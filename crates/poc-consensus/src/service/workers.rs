//! The per-activation worker set.

use super::packer::Packer;
use super::queue::{self, QueueSender};
use super::stage_advancer::StageAdvancer;
use super::vote_ingress::VoteIngress;
use super::ConsensusContext;
use crate::domain::{Round, RoundMember, VoteMessage};
use crate::metrics::QueueKind;
use crate::ports::PackingRequest;
use std::future::Future;
use std::sync::Arc;
use tokio::sync::watch;
use tokio::task::JoinHandle;
use tracing::debug;

/// Run `worker` until it finishes or `shutdown` fires.
pub(crate) fn spawn_worker<F>(
    name: &'static str,
    worker: F,
    mut shutdown: watch::Receiver<bool>,
) -> JoinHandle<()>
where
    F: Future<Output = ()> + Send + 'static,
{
    tokio::spawn(async move {
        tokio::select! {
            _ = worker => {}
            _ = shutdown.changed() => {
                debug!(worker = name, "[poc] shutdown signal received");
            }
        }
    })
}

/// Tasks that only run while this node is a member of the active round.
pub(crate) struct ActiveWorkers {
    pub round: Round,
    pub local_member: RoundMember,
    pub vote_tx: QueueSender<VoteMessage>,
    pub packing_tx: QueueSender<PackingRequest>,
    shutdown_tx: watch::Sender<bool>,
    handles: Vec<JoinHandle<()>>,
}

impl ActiveWorkers {
    pub fn spawn(ctx: &Arc<ConsensusContext>, round: Round, local_member: RoundMember) -> Self {
        let config = &ctx.config;
        let (vote_tx, vote_rx) =
            queue::bounded(QueueKind::Vote, config.vote_queue_capacity, &ctx.metrics);
        let (stage_one_tx, stage_one_rx) = queue::bounded(
            QueueKind::StageOne,
            config.stage_one_queue_capacity,
            &ctx.metrics,
        );
        let (packing_tx, packing_rx) = queue::bounded(
            QueueKind::Packing,
            config.packing_queue_capacity,
            &ctx.metrics,
        );
        let (shutdown_tx, shutdown_rx) = watch::channel(false);

        let handles = vec![
            spawn_worker(
                "vote-ingress",
                VoteIngress::new(Arc::clone(ctx), stage_one_tx).run(vote_rx),
                shutdown_rx.clone(),
            ),
            spawn_worker(
                "stage-advancer",
                StageAdvancer::new(Arc::clone(ctx)).run(stage_one_rx),
                shutdown_rx.clone(),
            ),
            spawn_worker(
                "packer",
                Packer::new(Arc::clone(ctx)).run(packing_rx),
                shutdown_rx,
            ),
        ];

        Self {
            round,
            local_member,
            vote_tx,
            packing_tx,
            shutdown_tx,
            handles,
        }
    }

    /// Signal every task and wait for them to exit.
    pub async fn stop(self) {
        let _ = self.shutdown_tx.send(true);
        for handle in self.handles {
            let _ = handle.await;
        }
    }
}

---+---

» WHAT TO PRODUCE:
What are the lines above that hold the string "QueueKind"? Copy them.

» ANSWER AREA:
use crate::metrics::QueueKind;
            queue::bounded(QueueKind::Vote, config.vote_queue_capacity, &ctx.metrics);
            QueueKind::StageOne,
            QueueKind::Packing,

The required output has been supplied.